* How to complete this task
For this exercise, restate word for word only the lines from the first line of the data to the line containing "pub const CONTAINER_ID: &str".

* Data for processing
########################################

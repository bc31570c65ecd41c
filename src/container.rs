use std::sync::Arc;

use parking_lot::Mutex;
use tracing::trace;

use crate::context::Context;
use crate::page::ElementId;

/// Reserved id of the on-page container.
pub const CONTAINER_ID: &str = "__notifycontainer";

/// Owns the single fixed-position container messages are appended to.
#[derive(Clone)]
pub struct ContainerManager {
    ctx: Arc<Context>,
    create: Arc<Mutex<()>>,
}

impl ContainerManager {
    #[must_use]
    pub fn new(ctx: Arc<Context>) -> Self {
        Self {
            ctx,
            create: Arc::new(Mutex::new(())),
        }
    }

    /// The attached container, created from the container template on first
    /// use. Repeated calls return the same element.
    pub fn container(&self) -> ElementId {
        let _guard = self.create.lock();
        if let Some(existing) = self.current() {
            return existing;
        }

        let settings = self.ctx.settings.snapshot();
        let page = &self.ctx.page;
        let container = page.instantiate(&settings.container_layout);
        page.set_id(container, CONTAINER_ID);

        let z_index = settings.z_index.to_string();
        page.apply_style(
            container,
            &[
                ("z-index", z_index.as_str()),
                ("position", "fixed"),
                (settings.position.ver.as_str(), "0"),
                (settings.position.hor.as_str(), "0"),
            ],
        );
        page.append_to_body(container);
        trace!(%container, "notification container created");
        container
    }

    /// The attached container, without creating one.
    #[must_use]
    pub fn current(&self) -> Option<ElementId> {
        self.ctx.page.find_by_id(CONTAINER_ID)
    }
}

#[cfg(test)]
mod tests {
    use super::{CONTAINER_ID, ContainerManager};
    use crate::config::{Settings, SetupOptions};
    use crate::context::Context;
    use crate::page::memory::MemoryPage;
    use crate::types::{HorizontalAnchor, VerticalAnchor};
    use std::sync::Arc;

    fn manager(settings: Settings) -> (MemoryPage, ContainerManager) {
        let page = MemoryPage::new();
        let ctx = Context::new(Arc::new(page.clone()), settings);
        (page, ContainerManager::new(ctx))
    }

    #[test]
    fn container_is_created_once() {
        let (page, manager) = manager(Settings::default());
        assert_eq!(manager.current(), None);
        let first = manager.container();
        let second = manager.container();
        assert_eq!(first, second);
        assert_eq!(page.count_by_id(CONTAINER_ID), 1);
        assert_eq!(page.body_children(), vec![first]);
    }

    #[test]
    fn container_is_positioned_from_settings() {
        let mut settings = Settings::default();
        settings.merge(
            &SetupOptions::new()
                .vertical(VerticalAnchor::Top)
                .horizontal(HorizontalAnchor::Left)
                .z_index(99),
        );
        let (page, manager) = manager(settings.clone());
        let container = manager.container();
        assert_eq!(page.style(container, "position").as_deref(), Some("fixed"));
        assert_eq!(page.style(container, "top").as_deref(), Some("0"));
        assert_eq!(page.style(container, "left").as_deref(), Some("0"));
        assert_eq!(page.style(container, "bottom"), None);
        assert_eq!(page.style(container, "z-index").as_deref(), Some("99"));
        assert_eq!(page.template(container), Some(settings.container_layout));
    }

    #[test]
    fn concurrent_callers_share_one_container() {
        let (page, manager) = manager(Settings::default());
        let handles: Vec<_> = (0..8)
            .map(|_| {
                let manager = manager.clone();
                std::thread::spawn(move || manager.container())
            })
            .collect();
        let ids: Vec<_> = handles
            .into_iter()
            .filter_map(|handle| handle.join().ok())
            .collect();
        assert_eq!(ids.len(), 8);
        assert!(ids.iter().all(|id| *id == ids[0]));
        assert_eq!(page.count_by_id(CONTAINER_ID), 1);
    }
}
use std::time::Duration;

use humantime::{format_duration, parse_duration};
use serde::Deserialize;
use serde_with::{DeserializeAs, SerializeAs};

pub(crate) struct HumantimeDuration;

impl<'de> DeserializeAs<'de, Duration> for HumantimeDuration {
    fn deserialize_as<D>(deserializer: D) -> std::result::Result<Duration, D::Error>
    where
        D: serde::Deserializer<'de>,
    {
        let raw = String::deserialize(deserializer)?;
        parse_duration(&raw).map_err(serde::de::Error::custom)
    }
}

impl SerializeAs<Duration> for HumantimeDuration {
    fn serialize_as<S>(value: &Duration, serializer: S) -> std::result::Result<S::Ok, S::Error>
    where
        S: serde::Serializer,
    {
        serializer.serialize_str(&format_duration(*value).to_string())
    }
}
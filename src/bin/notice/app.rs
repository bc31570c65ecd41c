use std::path::PathBuf;
use std::sync::Arc;

use notice::Notifier;
use notice::Result;
use notice::config::SetupOptions;
use notice::error::Error as NoticeError;
use notice::page::memory::MemoryPage;
use notice::platform::NotificationPlatform;
use notice::platform::memory::MemoryPlatform;
use notice::system::{Alert, Delivery, PermissionHooks};
use notice::telemetry::init_tracing;
use tokio::signal;
use tokio::time::sleep;
use tracing::{info, warn};

use super::cli::Cli;

const DEFAULT_CONFIG: &str = "notice.toml";

pub async fn run(cli: Cli) -> Result<()> {
    init_tracing(cli.log_filter.as_deref(), cli.json_logs)?;

    let config_path = cli
        .config
        .clone()
        .unwrap_or_else(|| PathBuf::from(DEFAULT_CONFIG));
    let options = SetupOptions::from_env_and_file(&config_path)?;

    let page = MemoryPage::new();
    let notifier = Notifier::builder(Arc::new(page.clone()), platform(&cli))
        .options(options)
        .hooks(
            PermissionHooks::new()
                .on_granted(|| info!("notifications allowed"))
                .on_denied(|| warn!("notifications blocked")),
        )
        .build();

    if cli.system {
        let mut alert = Alert::new(cli.severity, cli.message.as_str()).temp(cli.temp);
        if let Some(title) = &cli.title {
            alert = alert.title(title.as_str());
        }
        if let Some(icon) = &cli.icon {
            alert = alert.icon(icon.as_str());
        }
        match notifier.system().dispatch(alert).await {
            Delivery::Native => info!(severity = %cli.severity, "system notification delivered"),
            Delivery::OnPage(handle) => {
                info!(element = %handle.element(), "system notification shown on page");
            }
        }
    } else {
        let handle = notifier.show(cli.severity, &cli.message, cli.temp);
        info!(element = %handle.element(), severity = %cli.severity, "message shown");
    }

    if let Some(linger) = cli.linger {
        tokio::select! {
            _ = signal::ctrl_c() => info!("shutdown signal received"),
            () = sleep(linger) => {}
        }
    }

    if cli.dump {
        let json = serde_json::to_string_pretty(&page.snapshot()).map_err(NoticeError::from)?;
        println!("{json}");
    }

    Ok(())
}

fn platform(cli: &Cli) -> Arc<dyn NotificationPlatform> {
    #[cfg(all(feature = "desktop", target_os = "linux"))]
    if cli.desktop {
        return Arc::new(notice::platform::desktop::DesktopPlatform::default());
    }

    Arc::new(
        MemoryPlatform::new()
            .with_permission(cli.permission)
            .answering(cli.answer),
    )
}
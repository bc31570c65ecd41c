//! Native notification delivery with on-page fallback.
//!
//! Every alert re-reads the platform permission and walks the same decision
//! tree: unsupported or denied platforms fall back to an on-page message, an
//! undecided permission is requested once before delivering, and a granted
//! permission delivers natively, through the delivery worker when one is
//! registered.

use std::fmt;
use std::sync::Arc;
use std::sync::atomic::{AtomicBool, Ordering};

use parking_lot::{Mutex, RwLock};
use tokio::runtime::Handle;
use tokio::task::JoinHandle;
use tracing::warn;

use crate::config::Settings;
use crate::context::Context;
use crate::message::{MessageHandle, Messages};
use crate::platform::{NativeOptions, NotificationPlatform, SharedHandle, WorkerRegistration};
use crate::telemetry::verbose;
use crate::types::{Permission, Severity, TempPolicy};

pub type Hook = Arc<dyn Fn() + Send + Sync>;

/// Callbacks run when a permission request resolves.
#[derive(Clone, Default)]
pub struct PermissionHooks {
    on_granted: Option<Hook>,
    on_denied: Option<Hook>,
}

impl PermissionHooks {
    #[must_use]
    pub fn new() -> Self {
        Self::default()
    }

    #[must_use]
    pub fn on_granted(mut self, hook: impl Fn() + Send + Sync + 'static) -> Self {
        self.on_granted = Some(Arc::new(hook));
        self
    }

    #[must_use]
    pub fn on_denied(mut self, hook: impl Fn() + Send + Sync + 'static) -> Self {
        self.on_denied = Some(Arc::new(hook));
        self
    }

    /// Hooks of `self`, completed by `fallback` where missing.
    fn or(&self, fallback: &Self) -> Self {
        Self {
            on_granted: self.on_granted.clone().or_else(|| fallback.on_granted.clone()),
            on_denied: self.on_denied.clone().or_else(|| fallback.on_denied.clone()),
        }
    }
}

impl fmt::Debug for PermissionHooks {
    fn fmt(&self, f: &mut fmt::Formatter<'_>) -> fmt::Result {
        f.debug_struct("PermissionHooks")
            .field("on_granted", &self.on_granted.is_some())
            .field("on_denied", &self.on_denied.is_some())
            .finish()
    }
}

/// One system notification request.
#[derive(Clone, Debug)]
pub struct Alert {
    pub severity: Severity,
    pub body: String,
    pub temp: TempPolicy,
    pub title: Option<String>,
    pub icon: Option<String>,
}
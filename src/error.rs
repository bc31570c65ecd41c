use thiserror::Error;

#[derive(Debug, Error)]
pub enum Error {
    #[error(transparent)]
    Config(#[from] ConfigError),
    #[error("telemetry initialization failed: {0}")]
    Telemetry(String),
    #[error("failed to serialize page snapshot: {0}")]
    Snapshot(#[from] serde_json::Error),
}

#[derive(Debug, Error)]
pub enum ConfigError {
    #[error("failed to parse configuration: {0}")]
    Parse(String),
    #[error("invalid configuration for {field}: {message}")]
    InvalidField {
        field: &'static str,
        message: String,
    },
    #[error("configuration error: {0}")]
    Other(String),
}

/// Failures reported by a notification platform.
///
/// The widget never surfaces these to its callers: they are logged and the
/// message falls back to the on-page path.
#[derive(Debug, Error)]
pub enum PlatformError {
    #[error("{0} not supported by this platform")]
    Unsupported(&'static str),
    #[error("delivery worker registration failed: {0}")]
    WorkerRegistration(String),
    #[error("notification backend failed: {0}")]
    Backend(String),
}

impl Error {
    #[must_use]
    pub const fn is_config(&self) -> bool {
        matches!(self, Self::Config(_))
    }
}
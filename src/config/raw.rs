use std::path::Path;
use std::time::Duration;

use serde::Deserialize;
use serde_with::{DisplayFromStr, PickFirst, serde_as};

use crate::error::ConfigError;
use crate::types::{HorizontalAnchor, VerticalAnchor};

use super::HumantimeDuration;
use super::env::{env_bool, env_duration, env_parse, env_string};

pub(super) fn load(path: impl AsRef<Path>) -> std::result::Result<SetupOptions, ConfigError> {
    let mut builder = ::config::Config::builder();
    let path = path.as_ref();
    builder = builder.add_source(::config::File::from(path).required(false));
    builder = builder.add_source(
        ::config::Environment::with_prefix("NOTICE")
            .separator("__")
            .try_parsing(true),
    );

    builder
        .build()
        .map_err(|err| ConfigError::Other(err.to_string()))?
        .try_deserialize()
        .map_err(|err| ConfigError::Parse(err.to_string()))
}

/// Sparse set of settings overrides passed to `setup`.
///
/// Every field is optional; absent fields (and empty strings) leave the
/// current setting untouched. Unknown keys are ignored when deserializing.
#[serde_as]
#[derive(Debug, Clone, Default, Deserialize, PartialEq, Eq)]
#[serde(default)]
pub struct SetupOptions {
    pub app_title: Option<String>,
    pub app_icon: Option<String>,
    pub container_layout: Option<String>,
    pub message_layout: Option<String>,
    pub position: Option<PositionOptions>,
    /// Accepts `2048` as well as `"2048"`.
    #[serde_as(as = "Option<PickFirst<(_, DisplayFromStr)>>")]
    pub z_index: Option<i32>,
    pub service_worker_path: Option<String>,
    pub verbose_mode: Option<bool>,
    #[serde_as(as = "Option<HumantimeDuration>")]
    pub fade: Option<Duration>,
}

#[derive(Debug, Clone, Copy, Default, Deserialize, PartialEq, Eq)]
#[serde(default)]
pub struct PositionOptions {
    pub ver: Option<VerticalAnchor>,
    pub hor: Option<HorizontalAnchor>,
}

impl SetupOptions {
    #[must_use]
    pub fn new() -> Self {
        Self::default()
    }

    #[must_use]
    pub fn app_title(mut self, title: impl Into<String>) -> Self {
        self.app_title = Some(title.into());
        self
    }

    #[must_use]
    pub fn app_icon(mut self, icon: impl Into<String>) -> Self {
        self.app_icon = Some(icon.into());
        self
    }

    #[must_use]
    pub fn container_layout(mut self, layout: impl Into<String>) -> Self {
        self.container_layout = Some(layout.into());
        self
    }

    #[must_use]
    pub fn message_layout(mut self, layout: impl Into<String>) -> Self {
        self.message_layout = Some(layout.into());
        self
    }

    #[must_use]
    pub fn vertical(mut self, ver: VerticalAnchor) -> Self {
        self.position.get_or_insert_with(PositionOptions::default).ver = Some(ver);
        self
    }

    #[must_use]
    pub fn horizontal(mut self, hor: HorizontalAnchor) -> Self {
        self.position.get_or_insert_with(PositionOptions::default).hor = Some(hor);
        self
    }

    #[must_use]
    pub const fn z_index(mut self, z_index: i32) -> Self {
        self.z_index = Some(z_index);
        self
    }

    #[must_use]
    pub fn service_worker_path(mut self, path: impl Into<String>) -> Self {
        self.service_worker_path = Some(path.into());
        self
    }

    #[must_use]
    pub const fn verbose_mode(mut self, verbose: bool) -> Self {
        self.verbose_mode = Some(verbose);
        self
    }

    #[must_use]
    pub const fn fade(mut self, fade: Duration) -> Self {
        self.fade = Some(fade);
        self
    }

    pub(super) fn apply_env_overrides(&mut self) -> std::result::Result<(), ConfigError> {
        if let Some(title) = env_string("NOTICE_APP_TITLE")? {
            self.app_title = Some(title);
        }
        if let Some(icon) = env_string("NOTICE_APP_ICON")? {
            self.app_icon = Some(icon);
        }
        if let Some(z_index) = env_parse::<i32>("NOTICE_Z_INDEX")? {
            self.z_index = Some(z_index);
        }
        if let Some(path) = env_string("NOTICE_SERVICE_WORKER")? {
            self.service_worker_path = Some(path);
        }
        if let Some(verbose) = env_bool("NOTICE_VERBOSE")? {
            self.verbose_mode = Some(verbose);
        }
        if let Some(fade) = env_duration("NOTICE_FADE")? {
            self.fade = Some(fade);
        }
        Ok(())
    }
}

#[cfg(test)]
mod tests {
    use super::{SetupOptions, load};
    use crate::types::{HorizontalAnchor, VerticalAnchor};
    use std::time::Duration;

    #[test]
    fn deserializes_sparse_json() {
        let options: SetupOptions = match serde_json::from_str(
            r#"{"app_title":"Shop","position":{"ver":"top"},"z_index":"99","unknown":1}"#,
        ) {
            Ok(options) => options,
            Err(err) => panic!("failed to parse options: {err}"),
        };
        assert_eq!(options.app_title.as_deref(), Some("Shop"));
        assert_eq!(options.z_index, Some(99));
        let position = options.position.unwrap_or_default();
        assert_eq!(position.ver, Some(VerticalAnchor::Top));
        assert_eq!(position.hor, None);
        assert_eq!(options.verbose_mode, None);
    }

    #[test]
    fn z_index_accepts_numbers() {
        let options: SetupOptions = match serde_json::from_str(r#"{"z_index":10}"#) {
            Ok(options) => options,
            Err(err) => panic!("failed to parse options: {err}"),
        };
        assert_eq!(options.z_index, Some(10));
    }

    #[test]
    fn builder_sets_nested_position() {
        let options = SetupOptions::new()
            .horizontal(HorizontalAnchor::Left)
            .vertical(VerticalAnchor::Top)
            .fade(Duration::ZERO);
        let position = options.position.unwrap_or_default();
        assert_eq!(position.hor, Some(HorizontalAnchor::Left));
        assert_eq!(position.ver, Some(VerticalAnchor::Top));
        assert_eq!(options.fade, Some(Duration::ZERO));
    }

    #[test]
    fn load_reads_toml_file() {
        let path = std::env::temp_dir().join(format!("notice-load-{}.toml", std::process::id()));
        let written = std::fs::write(
            &path,
            "app_title = \"Backoffice\"\nfade = \"1s\"\n\n[position]\nhor = \"left\"\n",
        );
        if let Err(err) = written {
            panic!("failed to write fixture: {err}");
        }
        let loaded = load(&path);
        let _ = std::fs::remove_file(&path);
        let options = match loaded {
            Ok(options) => options,
            Err(err) => panic!("failed to load options: {err}"),
        };
        assert_eq!(options.app_title.as_deref(), Some("Backoffice"));
        assert_eq!(options.fade, Some(Duration::from_secs(1)));
        assert_eq!(
            options.position.and_then(|p| p.hor),
            Some(HorizontalAnchor::Left)
        );
    }

    #[test]
    fn load_tolerates_missing_file() {
        let path = std::env::temp_dir().join("notice-definitely-missing.toml");
        assert!(load(&path).is_ok());
    }
}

########################################

* Written solution
repository bc31570c65ecd41c
filename src/container.rs
use std::sync::Arc;

use parking_lot::Mutex;
use tracing::trace;

use crate::context::Context;
use crate::page::ElementId;

/// Reserved id of the on-page container.
pub const CONTAINER_ID: &str = "__notifycontainer";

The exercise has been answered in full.